Studio album by Infant Island
- Released: January 12, 2024
- Recorded: January–February 2021
- Studio: Ivakota (Capitol Hill); Viva;
- Length: 36:07
- Label: Secret Voice; Deathwish;
- Producer: Matthew Michel

Infant Island chronology
| Beneath (2020) | Obsidian Wreath (2024) |  |

Singles from Obsidian Wreath
- "Another Cycle" Released: November 7, 2023; "Unrelenting" Released: December 5, 2023; "Kindling" Released: January 3, 2024;

= Obsidian Wreath =

Obsidian Wreath is the fourth studio album (Note: Third if discounting Sepulcher (2020), which was marketed as a "mini-LP".) by the American blackgaze screamo band Infant Island. It was released on January 12, 2024, through Secret Voice and Deathwish, Inc.
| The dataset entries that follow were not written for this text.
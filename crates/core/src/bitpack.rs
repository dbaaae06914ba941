//! Bit packing of fixed-width integer fields.
//!
//! A code is a sequence of unsigned fields, each with its own width in
//! `0..=64`. Fields are written MSB-first and back to back: field N+1 starts
//! on the bit right after field N ends, with no alignment between them.
//!
//! # Padding Rules
//! - [`BitWriter`]: pads the final partial byte with trailing zeros
//! - [`BitReader`]: trailing bits past the requested widths are ignored
//!
//! # Example
//! ```
//! use codephrase_core::bitpack::{pack, unpack};
//!
//! // 01 | 10 -> 0110_0000
//! let bytes = pack([(0b01, 2), (0b10, 2)]).unwrap();
//! assert_eq!(bytes, vec![0x60]);
//! assert_eq!(unpack(&bytes, &[2, 2]).unwrap(), vec![0b01, 0b10]);
//! ```

use crate::error::{BitIoError, Result};

/// Largest field width a `u64` can carry.
pub const MAX_FIELD_BITS: usize = 64;

/// Mask keeping the low `bits` bits of a `u64`.
pub(crate) fn low_mask(bits: usize) -> u64 {
    if bits >= MAX_FIELD_BITS {
        u64::MAX
    } else {
        (1u64 << bits) - 1
    }
}

/// Pack `(value, width)` fields into bytes, MSB-first, zero-padded at the end.
///
/// Only the low `width` bits of each value are written; callers make sure
/// values already fit.
///
/// # Errors
/// `BitIoError::InvalidBitCount` if any width exceeds 64. Nothing is
/// returned in that case, not even the fields packed before it.
pub fn pack<I>(fields: I) -> Result<Vec<u8>>
where
    I: IntoIterator<Item = (u64, usize)>,
{
    let mut writer = BitWriter::new();
    for (value, width) in fields {
        writer.write_bits(value, width)?;
    }
    Ok(writer.finish())
}

/// Unpack one value per entry of `widths`, reading MSB-first.
///
/// # Errors
/// - `BitIoError::InvalidBitCount` if any width exceeds 64
/// - `BitIoError::InsufficientBits` if `bytes` runs out before every width
///   is satisfied
pub fn unpack(bytes: &[u8], widths: &[usize]) -> Result<Vec<u64>> {
    if let Some(&width) = widths.iter().find(|&&w| w > MAX_FIELD_BITS) {
        return Err(BitIoError::InvalidBitCount(width).into());
    }

    let requested: usize = widths.iter().sum();
    let available = bytes.len() * 8;
    if requested > available {
        return Err(BitIoError::InsufficientBits {
            requested,
            available,
        }
        .into());
    }

    let mut reader = BitReader::new(bytes);
    widths.iter().map(|&w| reader.read_bits(w)).collect()
}

/// Writes bit fields MSB-first into a growing byte buffer.
///
/// # Invariants
/// - `pending` holds the bits of the current partial byte, MSB-aligned
/// - `pending_bits` is always < 8
#[derive(Debug, Clone, Default)]
pub struct BitWriter {
    bytes: Vec<u8>,
    pending: u8,
    pending_bits: usize,
}

impl BitWriter {
    /// Create a writer with empty output.
    pub fn new() -> Self {
        Self::default()
    }

    /// Append the low `count` bits of `value`, most significant first.
    ///
    /// # Errors
    /// Returns `BitIoError::InvalidBitCount` if count > 64.
    pub fn write_bits(&mut self, value: u64, count: usize) -> Result<()> {
        if count > MAX_FIELD_BITS {
            return Err(BitIoError::InvalidBitCount(count).into());
        }

        let mut remaining = count;
        let value = value & low_mask(count);

        while remaining > 0 {
            let room = 8 - self.pending_bits;
            let take = remaining.min(room);
            let shift = remaining - take;
            let chunk = ((value >> shift) & low_mask(take)) as u8;

            self.pending |= chunk << (room - take);
            self.pending_bits += take;
            remaining -= take;

            if self.pending_bits == 8 {
                self.bytes.push(self.pending);
                self.pending = 0;
                self.pending_bits = 0;
            }
        }

        Ok(())
    }

    /// Total number of bits written, including the partial byte.
    pub fn bit_len(&self) -> usize {
        self.bytes.len() * 8 + self.pending_bits
    }

    /// Flush the partial byte (zero-padded) and return the output.
    pub fn finish(mut self) -> Vec<u8> {
        if self.pending_bits > 0 {
            self.bytes.push(self.pending);
        }
        self.bytes
    }
}

/// Reads bit fields MSB-first from a byte slice.
///
/// # Invariants
/// - `position` never exceeds `data.len() * 8`
#[derive(Debug, Clone)]
pub struct BitReader<'a> {
    data: &'a [u8],
    position: usize,
}

impl<'a> BitReader<'a> {
    /// Create a reader positioned at the MSB of the first byte.
    pub fn new(data: &'a [u8]) -> Self {
        Self { data, position: 0 }
    }

    /// Read `count` bits as the low bits of a `u64`.
    ///
    /// # Errors
    /// - `BitIoError::InvalidBitCount` if count > 64
    /// - `BitIoError::InsufficientBits` if fewer than `count` bits remain
    pub fn read_bits(&mut self, count: usize) -> Result<u64> {
        if count > MAX_FIELD_BITS {
            return Err(BitIoError::InvalidBitCount(count).into());
        }

        let available = self.bits_remaining();
        if count > available {
            return Err(BitIoError::InsufficientBits {
                requested: count,
                available,
            }
            .into());
        }

        let mut value = 0u64;
        let mut remaining = count;

        while remaining > 0 {
            let byte = self.data[self.position / 8];
            let left_in_byte = 8 - self.position % 8;
            let take = remaining.min(left_in_byte);
            let chunk = (byte >> (left_in_byte - take)) as u64 & low_mask(take);

            value = (value << take) | chunk;
            self.position += take;
            remaining -= take;
        }

        Ok(value)
    }

    /// Bits left between the current position and the end of the buffer.
    pub fn bits_remaining(&self) -> usize {
        self.data.len() * 8 - self.position
    }

    /// Current bit position (0 = MSB of the first byte).
    pub fn position(&self) -> usize {
        self.position
    }
}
It was produced by Matthew Michel of Majority Rule at Ivakota Studio in Capitol Hill and at his studio in Fairfax, Virginia. The album includes a number of guest vocalist performances, but most prominently features members of shoegaze band Greet Death and metalcore band .Gif from God.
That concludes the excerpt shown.